If a line in the records below contains "EnterAlternateScreen", copy that line.

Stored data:
════
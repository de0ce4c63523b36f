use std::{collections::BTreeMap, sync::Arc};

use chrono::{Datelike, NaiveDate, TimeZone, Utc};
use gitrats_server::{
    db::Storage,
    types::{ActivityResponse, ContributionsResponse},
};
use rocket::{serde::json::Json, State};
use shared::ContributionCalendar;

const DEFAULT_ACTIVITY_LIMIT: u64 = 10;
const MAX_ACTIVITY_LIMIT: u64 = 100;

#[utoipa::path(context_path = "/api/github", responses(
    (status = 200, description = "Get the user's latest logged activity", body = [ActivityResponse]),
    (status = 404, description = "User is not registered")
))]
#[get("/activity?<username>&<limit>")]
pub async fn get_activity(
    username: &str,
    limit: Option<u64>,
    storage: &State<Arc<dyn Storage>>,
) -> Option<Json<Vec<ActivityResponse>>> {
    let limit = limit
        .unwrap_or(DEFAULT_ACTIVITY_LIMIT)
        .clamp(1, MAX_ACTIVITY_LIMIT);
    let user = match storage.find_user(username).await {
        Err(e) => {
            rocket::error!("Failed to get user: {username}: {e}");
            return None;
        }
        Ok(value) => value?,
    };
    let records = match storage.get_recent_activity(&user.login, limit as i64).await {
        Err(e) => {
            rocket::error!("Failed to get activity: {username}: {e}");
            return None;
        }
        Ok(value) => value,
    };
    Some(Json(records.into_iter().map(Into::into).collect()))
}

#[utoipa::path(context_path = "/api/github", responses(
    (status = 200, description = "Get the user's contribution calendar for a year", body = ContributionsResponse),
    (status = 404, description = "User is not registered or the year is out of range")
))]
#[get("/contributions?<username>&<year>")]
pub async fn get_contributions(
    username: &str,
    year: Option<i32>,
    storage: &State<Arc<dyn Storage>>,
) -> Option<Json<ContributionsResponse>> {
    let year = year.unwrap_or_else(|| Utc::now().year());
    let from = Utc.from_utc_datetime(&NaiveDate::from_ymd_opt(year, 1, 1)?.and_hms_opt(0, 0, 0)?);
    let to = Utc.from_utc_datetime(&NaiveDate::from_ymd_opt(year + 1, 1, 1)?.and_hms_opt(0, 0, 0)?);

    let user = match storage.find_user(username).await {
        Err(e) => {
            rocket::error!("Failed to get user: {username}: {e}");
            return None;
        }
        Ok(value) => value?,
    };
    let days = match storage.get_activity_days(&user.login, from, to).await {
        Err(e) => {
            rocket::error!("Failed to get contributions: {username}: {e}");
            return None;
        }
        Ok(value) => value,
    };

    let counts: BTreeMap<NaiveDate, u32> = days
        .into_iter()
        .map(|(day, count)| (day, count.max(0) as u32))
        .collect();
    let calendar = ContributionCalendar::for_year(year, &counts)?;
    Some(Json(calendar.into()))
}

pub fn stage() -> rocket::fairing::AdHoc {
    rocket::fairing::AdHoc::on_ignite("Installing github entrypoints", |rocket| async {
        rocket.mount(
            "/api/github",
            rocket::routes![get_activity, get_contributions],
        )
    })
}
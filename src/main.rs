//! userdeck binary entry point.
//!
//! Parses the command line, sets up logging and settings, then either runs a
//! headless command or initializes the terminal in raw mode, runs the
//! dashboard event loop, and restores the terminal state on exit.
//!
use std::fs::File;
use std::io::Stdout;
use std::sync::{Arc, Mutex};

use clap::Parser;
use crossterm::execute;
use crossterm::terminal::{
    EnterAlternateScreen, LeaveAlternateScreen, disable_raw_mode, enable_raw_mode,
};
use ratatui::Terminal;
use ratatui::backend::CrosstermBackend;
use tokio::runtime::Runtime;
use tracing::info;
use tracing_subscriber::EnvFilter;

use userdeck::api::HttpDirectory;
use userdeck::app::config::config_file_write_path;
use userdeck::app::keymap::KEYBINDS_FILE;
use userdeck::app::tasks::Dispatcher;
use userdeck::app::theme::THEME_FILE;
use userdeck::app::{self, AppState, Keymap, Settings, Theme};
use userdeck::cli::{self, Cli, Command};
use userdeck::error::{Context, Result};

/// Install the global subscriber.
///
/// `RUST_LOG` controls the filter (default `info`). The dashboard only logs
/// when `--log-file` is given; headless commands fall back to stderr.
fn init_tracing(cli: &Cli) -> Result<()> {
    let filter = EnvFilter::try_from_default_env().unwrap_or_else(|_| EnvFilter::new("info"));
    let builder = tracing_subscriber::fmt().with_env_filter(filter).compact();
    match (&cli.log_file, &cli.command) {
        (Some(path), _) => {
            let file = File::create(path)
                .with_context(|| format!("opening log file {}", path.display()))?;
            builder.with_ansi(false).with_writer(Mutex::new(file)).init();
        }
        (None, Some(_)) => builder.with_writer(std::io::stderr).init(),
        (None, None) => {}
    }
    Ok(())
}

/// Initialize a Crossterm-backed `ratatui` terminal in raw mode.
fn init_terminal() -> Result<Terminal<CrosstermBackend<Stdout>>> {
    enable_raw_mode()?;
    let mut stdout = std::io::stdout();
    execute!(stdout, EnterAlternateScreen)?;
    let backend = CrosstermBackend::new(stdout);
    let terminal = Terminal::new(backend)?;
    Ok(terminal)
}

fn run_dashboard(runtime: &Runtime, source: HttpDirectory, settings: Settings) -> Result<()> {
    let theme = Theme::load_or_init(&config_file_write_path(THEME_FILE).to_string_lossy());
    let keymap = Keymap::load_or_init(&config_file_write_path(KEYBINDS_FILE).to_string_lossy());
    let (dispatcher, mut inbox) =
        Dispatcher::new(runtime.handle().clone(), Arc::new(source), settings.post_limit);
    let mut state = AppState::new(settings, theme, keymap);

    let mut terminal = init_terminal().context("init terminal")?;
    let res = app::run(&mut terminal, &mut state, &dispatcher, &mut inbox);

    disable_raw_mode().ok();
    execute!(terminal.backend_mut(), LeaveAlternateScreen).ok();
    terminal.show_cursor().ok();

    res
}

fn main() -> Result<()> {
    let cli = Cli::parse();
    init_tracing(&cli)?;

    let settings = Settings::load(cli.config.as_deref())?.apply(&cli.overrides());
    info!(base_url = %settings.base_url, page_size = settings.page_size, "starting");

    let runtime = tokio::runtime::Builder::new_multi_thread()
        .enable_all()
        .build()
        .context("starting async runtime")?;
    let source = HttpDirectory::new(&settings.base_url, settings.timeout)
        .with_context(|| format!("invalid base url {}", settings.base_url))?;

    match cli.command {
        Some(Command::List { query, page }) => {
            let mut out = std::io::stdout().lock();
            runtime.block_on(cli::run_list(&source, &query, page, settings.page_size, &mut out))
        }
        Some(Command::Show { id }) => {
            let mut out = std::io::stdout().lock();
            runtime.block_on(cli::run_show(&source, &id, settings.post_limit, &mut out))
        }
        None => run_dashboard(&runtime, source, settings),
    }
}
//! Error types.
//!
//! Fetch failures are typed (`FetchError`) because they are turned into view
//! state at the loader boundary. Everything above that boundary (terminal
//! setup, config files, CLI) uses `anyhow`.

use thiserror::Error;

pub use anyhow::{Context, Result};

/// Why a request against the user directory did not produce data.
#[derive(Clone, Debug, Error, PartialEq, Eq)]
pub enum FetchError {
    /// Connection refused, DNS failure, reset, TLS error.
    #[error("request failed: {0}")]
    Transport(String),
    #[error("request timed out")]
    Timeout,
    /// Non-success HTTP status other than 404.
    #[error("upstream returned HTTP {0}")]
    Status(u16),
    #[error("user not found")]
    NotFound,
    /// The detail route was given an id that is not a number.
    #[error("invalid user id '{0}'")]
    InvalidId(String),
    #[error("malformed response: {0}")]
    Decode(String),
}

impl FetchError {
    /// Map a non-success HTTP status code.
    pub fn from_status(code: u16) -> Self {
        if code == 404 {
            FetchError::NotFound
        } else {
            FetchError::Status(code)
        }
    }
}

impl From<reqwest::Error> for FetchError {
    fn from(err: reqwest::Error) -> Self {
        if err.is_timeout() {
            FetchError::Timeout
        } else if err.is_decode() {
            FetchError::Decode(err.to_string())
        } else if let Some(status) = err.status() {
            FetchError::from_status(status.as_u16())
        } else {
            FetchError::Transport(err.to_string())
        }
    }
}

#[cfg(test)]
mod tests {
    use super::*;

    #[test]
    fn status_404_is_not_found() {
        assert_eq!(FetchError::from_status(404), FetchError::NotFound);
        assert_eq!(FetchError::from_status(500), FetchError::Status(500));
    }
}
════
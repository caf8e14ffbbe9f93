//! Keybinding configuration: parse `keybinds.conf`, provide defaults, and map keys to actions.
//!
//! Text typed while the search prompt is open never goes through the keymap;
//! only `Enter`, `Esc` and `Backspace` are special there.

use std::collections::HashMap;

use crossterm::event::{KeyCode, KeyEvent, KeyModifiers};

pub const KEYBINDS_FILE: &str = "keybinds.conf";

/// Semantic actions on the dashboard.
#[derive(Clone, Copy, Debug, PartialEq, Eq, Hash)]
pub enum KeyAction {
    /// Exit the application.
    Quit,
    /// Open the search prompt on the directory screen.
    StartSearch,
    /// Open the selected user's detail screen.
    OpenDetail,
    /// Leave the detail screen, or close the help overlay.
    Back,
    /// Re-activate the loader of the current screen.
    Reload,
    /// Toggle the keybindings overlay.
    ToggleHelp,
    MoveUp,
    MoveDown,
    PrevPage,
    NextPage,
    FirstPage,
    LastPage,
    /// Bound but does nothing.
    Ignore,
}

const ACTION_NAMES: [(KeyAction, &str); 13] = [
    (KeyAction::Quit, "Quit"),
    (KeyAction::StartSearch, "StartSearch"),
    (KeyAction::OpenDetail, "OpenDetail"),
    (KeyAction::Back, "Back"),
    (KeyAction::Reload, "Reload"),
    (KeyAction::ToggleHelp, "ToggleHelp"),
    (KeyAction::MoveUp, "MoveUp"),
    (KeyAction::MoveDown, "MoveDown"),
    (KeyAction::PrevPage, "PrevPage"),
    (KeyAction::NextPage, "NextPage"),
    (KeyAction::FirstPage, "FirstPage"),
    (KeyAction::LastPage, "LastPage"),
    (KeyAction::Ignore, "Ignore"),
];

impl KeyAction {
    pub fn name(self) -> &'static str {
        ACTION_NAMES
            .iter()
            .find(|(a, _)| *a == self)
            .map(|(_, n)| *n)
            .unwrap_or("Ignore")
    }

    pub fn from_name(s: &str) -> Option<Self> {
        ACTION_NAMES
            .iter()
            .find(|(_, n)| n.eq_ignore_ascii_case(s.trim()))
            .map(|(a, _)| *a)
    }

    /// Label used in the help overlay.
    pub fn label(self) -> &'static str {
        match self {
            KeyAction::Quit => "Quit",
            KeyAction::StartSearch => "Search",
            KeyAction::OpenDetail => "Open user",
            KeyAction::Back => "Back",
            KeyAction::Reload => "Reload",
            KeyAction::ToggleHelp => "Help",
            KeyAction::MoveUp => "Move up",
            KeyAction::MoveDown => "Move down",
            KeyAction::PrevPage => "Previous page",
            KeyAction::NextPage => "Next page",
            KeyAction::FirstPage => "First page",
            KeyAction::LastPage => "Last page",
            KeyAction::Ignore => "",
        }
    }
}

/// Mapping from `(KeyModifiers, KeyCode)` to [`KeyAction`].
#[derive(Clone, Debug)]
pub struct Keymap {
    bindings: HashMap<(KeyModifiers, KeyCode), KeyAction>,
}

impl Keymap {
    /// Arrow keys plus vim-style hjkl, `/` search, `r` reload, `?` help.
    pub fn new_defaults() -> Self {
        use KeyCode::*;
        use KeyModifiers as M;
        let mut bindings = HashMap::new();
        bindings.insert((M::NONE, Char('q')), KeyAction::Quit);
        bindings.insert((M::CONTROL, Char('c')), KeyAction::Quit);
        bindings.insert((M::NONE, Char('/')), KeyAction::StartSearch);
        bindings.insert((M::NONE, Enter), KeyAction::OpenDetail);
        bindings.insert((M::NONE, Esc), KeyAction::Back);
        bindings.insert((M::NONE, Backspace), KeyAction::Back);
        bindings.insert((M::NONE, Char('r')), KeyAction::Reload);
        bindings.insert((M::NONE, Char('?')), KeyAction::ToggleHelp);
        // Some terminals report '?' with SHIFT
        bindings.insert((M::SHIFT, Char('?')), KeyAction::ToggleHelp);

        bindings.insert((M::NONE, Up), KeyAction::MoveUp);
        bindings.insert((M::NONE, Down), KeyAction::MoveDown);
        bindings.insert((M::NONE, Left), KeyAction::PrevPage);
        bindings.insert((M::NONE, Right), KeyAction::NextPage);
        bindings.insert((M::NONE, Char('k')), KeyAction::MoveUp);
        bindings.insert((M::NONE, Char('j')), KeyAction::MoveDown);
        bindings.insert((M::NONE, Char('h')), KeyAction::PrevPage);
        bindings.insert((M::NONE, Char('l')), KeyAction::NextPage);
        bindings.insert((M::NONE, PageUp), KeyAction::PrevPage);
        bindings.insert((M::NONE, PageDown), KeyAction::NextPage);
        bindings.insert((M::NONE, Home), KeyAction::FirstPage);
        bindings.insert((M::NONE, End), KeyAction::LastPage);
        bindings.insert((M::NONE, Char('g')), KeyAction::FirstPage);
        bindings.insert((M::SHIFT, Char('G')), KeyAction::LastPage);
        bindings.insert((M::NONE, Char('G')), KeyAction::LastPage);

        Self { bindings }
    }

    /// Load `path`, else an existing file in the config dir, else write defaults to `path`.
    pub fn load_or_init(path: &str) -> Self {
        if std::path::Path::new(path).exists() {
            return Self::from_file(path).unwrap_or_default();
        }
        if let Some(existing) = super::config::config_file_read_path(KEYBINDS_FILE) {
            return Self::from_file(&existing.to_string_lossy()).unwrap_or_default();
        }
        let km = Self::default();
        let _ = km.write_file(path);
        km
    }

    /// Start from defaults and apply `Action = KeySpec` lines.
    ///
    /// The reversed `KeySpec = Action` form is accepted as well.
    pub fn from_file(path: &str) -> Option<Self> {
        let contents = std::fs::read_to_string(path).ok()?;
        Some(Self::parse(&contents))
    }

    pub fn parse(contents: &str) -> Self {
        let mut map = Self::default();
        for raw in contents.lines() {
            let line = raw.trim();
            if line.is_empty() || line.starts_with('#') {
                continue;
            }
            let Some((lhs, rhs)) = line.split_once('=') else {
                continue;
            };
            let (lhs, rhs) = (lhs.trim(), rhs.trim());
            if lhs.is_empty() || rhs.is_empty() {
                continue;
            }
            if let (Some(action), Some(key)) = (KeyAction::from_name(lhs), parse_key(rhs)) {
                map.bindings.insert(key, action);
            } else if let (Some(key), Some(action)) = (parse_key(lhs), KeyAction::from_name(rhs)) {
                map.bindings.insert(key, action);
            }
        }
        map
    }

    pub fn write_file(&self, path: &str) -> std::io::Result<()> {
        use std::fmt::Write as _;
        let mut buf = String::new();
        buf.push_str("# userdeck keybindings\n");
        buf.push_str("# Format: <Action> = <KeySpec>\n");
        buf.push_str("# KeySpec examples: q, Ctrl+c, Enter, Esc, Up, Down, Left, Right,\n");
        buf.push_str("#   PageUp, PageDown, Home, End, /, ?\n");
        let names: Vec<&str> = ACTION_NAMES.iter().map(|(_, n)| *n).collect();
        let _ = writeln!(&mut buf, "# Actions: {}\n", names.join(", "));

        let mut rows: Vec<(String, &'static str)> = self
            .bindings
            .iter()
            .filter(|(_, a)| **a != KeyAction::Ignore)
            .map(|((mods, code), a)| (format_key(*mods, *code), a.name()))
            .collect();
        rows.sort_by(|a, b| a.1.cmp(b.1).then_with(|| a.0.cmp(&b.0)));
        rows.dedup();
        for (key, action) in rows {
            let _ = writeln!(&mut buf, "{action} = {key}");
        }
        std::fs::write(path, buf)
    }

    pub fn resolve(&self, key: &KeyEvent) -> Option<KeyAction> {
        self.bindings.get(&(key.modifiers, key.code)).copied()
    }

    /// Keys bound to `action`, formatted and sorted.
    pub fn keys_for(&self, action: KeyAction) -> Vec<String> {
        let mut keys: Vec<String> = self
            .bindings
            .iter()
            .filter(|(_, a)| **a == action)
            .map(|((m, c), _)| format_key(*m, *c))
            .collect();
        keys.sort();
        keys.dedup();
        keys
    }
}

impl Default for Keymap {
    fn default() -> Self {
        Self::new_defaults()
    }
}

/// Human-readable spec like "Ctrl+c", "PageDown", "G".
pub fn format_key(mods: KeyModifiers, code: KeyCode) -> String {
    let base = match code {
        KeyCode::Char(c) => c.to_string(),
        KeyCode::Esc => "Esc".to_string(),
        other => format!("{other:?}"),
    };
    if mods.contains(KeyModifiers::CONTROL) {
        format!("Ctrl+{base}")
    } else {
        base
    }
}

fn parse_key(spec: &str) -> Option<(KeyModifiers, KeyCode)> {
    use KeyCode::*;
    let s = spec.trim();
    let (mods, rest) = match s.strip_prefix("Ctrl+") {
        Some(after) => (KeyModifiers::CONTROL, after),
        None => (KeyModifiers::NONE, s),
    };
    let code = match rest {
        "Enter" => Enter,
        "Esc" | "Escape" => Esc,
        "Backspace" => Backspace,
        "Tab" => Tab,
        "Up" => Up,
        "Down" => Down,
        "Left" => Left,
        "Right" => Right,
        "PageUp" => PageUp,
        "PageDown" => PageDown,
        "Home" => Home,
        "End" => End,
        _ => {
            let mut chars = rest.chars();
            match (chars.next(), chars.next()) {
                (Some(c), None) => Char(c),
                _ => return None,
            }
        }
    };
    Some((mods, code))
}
════
(EXERCISE RESULT)
    EnterAlternateScreen, LeaveAlternateScreen, disable_raw_mode, enable_raw_mode,
    execute!(stdout, EnterAlternateScreen)?;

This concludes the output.